Si entiendo correctamente, los registros DNS de Autorización de Autoridad de Certificación se utilizan para especificar qué autoridades de certificación tienen permiso para emitir certificados para un dominio determinado. Si ese registro existe y una CA no figura en él, esa CA debe negarse a emitir un certificado para el dominio.
Sin embargo, esto no parece proteger contra las vulnerabilidades en la CA. Si alguna autoridad de confianza no implementa CAA correctamente, o si se infringen las claves privadas de una autoridad, CAA no ayuda.

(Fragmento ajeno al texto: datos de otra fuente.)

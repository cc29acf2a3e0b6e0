use std::fmt;
use std::sync::atomic::{AtomicU64, Ordering};

use serde::{Deserialize, Serialize};

use crate::error::{EndpointError, Result};

/// Numeric identity of a servant or proxy.
pub type GrainId = u64;

/// Correlates a call with its result.
pub type RpcId = u64;

/// Grain id of the heartbeat servant/proxy pair present on every endpoint.
pub const HEARTBEAT_GRAIN_ID: GrainId = u64::MAX - 1;

/// Grain id of the latency servant/proxy pair present on every endpoint.
pub const LATENCY_GRAIN_ID: GrainId = u64::MAX - 2;

/// First id of the block reserved for internal grains.
pub const RESERVED_GRAIN_IDS_START: GrainId = u64::MAX - 16;

/// First id handed out to implicit servants.
pub const IMPLICIT_GRAIN_IDS_START: GrainId = 1 << 63;

/// True for ids owned by the runtime itself.
pub fn is_reserved(grain_id: GrainId) -> bool {
    grain_id >= RESERVED_GRAIN_IDS_START
}

/// Identity of one successful connection episode of an endpoint.
///
/// The n-th successful connection of an endpoint is `ConnectionId(n)`;
/// ids are never reused. [`ConnectionId::NONE`] means "not connected".
#[derive(Debug, Clone, Copy, PartialEq, Eq, PartialOrd, Ord, Hash, Default, Serialize, Deserialize)]
#[serde(transparent)]
pub struct ConnectionId(u64);

impl ConnectionId {
    pub const NONE: ConnectionId = ConnectionId(0);

    pub(crate) fn new(value: u64) -> Self {
        Self(value)
    }

    pub fn get(self) -> u64 {
        self.0
    }

    pub fn is_none(self) -> bool {
        self == Self::NONE
    }
}

impl fmt::Display for ConnectionId {
    fn fmt(&self, f: &mut fmt::Formatter<'_>) -> fmt::Result {
        if self.is_none() {
            f.write_str("none")
        } else {
            write!(f, "#{}", self.0)
        }
    }
}

/// Mints grain ids for servants created implicitly by by-reference marshalling.
#[derive(Debug)]
pub struct GrainIdGenerator {
    next: AtomicU64,
    last: GrainId,
}

impl GrainIdGenerator {
    pub fn new() -> Self {
        Self::with_range(IMPLICIT_GRAIN_IDS_START, RESERVED_GRAIN_IDS_START - 1)
    }

    /// Generator over the inclusive range `first..=last`.
    pub fn with_range(first: GrainId, last: GrainId) -> Self {
        Self {
            next: AtomicU64::new(first),
            last,
        }
    }

    pub fn next_id(&self) -> Result<GrainId> {
        self.next
            .fetch_update(Ordering::SeqCst, Ordering::SeqCst, |id| {
                (id <= self.last).then(|| id.saturating_add(1))
            })
            .map_err(|_| EndpointError::GrainIdRangeExhausted)
    }
}

impl Default for GrainIdGenerator {
    fn default() -> Self {
        Self::new()
    }
}

#[cfg(test)]
mod tests {
    use super::*;

    #[test]
    fn generator_starts_in_upper_half() {
        let ids = GrainIdGenerator::new();
        assert_eq!(ids.next_id().unwrap(), 1 << 63);
        assert_eq!(ids.next_id().unwrap(), (1 << 63) + 1);
    }

    #[test]
    fn generator_reports_exhaustion() {
        let ids = GrainIdGenerator::with_range(10, 11);
        assert_eq!(ids.next_id().unwrap(), 10);
        assert_eq!(ids.next_id().unwrap(), 11);
        assert!(matches!(
            ids.next_id(),
            Err(EndpointError::GrainIdRangeExhausted)
        ));
        assert!(ids.next_id().is_err());
    }

    #[test]
    fn internal_grains_are_reserved() {
        assert!(is_reserved(HEARTBEAT_GRAIN_ID));
        assert!(is_reserved(LATENCY_GRAIN_ID));
        assert!(!is_reserved(IMPLICIT_GRAIN_IDS_START));
        assert!(!is_reserved(42));
    }

    #[test]
    fn connection_id_display() {
        assert_eq!(ConnectionId::NONE.to_string(), "none");
        assert_eq!(ConnectionId::new(3).to_string(), "#3");
    }
}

Mi pregunta es, ¿por qué los navegadores no revisan los registros de CAA? Si el certificado otorgado no fue emitido por una CA autorizada en el registro, consideraría que el certificado no es válido. Esto aumentaría en gran medida la seguridad al reducir la lista de CA que deben confiarse solo a aquellas en las que el propietario del sitio web confía.
Entiendo que HPKP también se usa para prevenir certificados incorrectos. Sin embargo, solo funciona con HTTP y requiere confiar en el primer certificado recibido para un sitio o confiar en una lista de precarga de terceros.
Entonces, ¿esto es algo que los navegadores podrían implementar, o me estoy perdiendo algo aquí?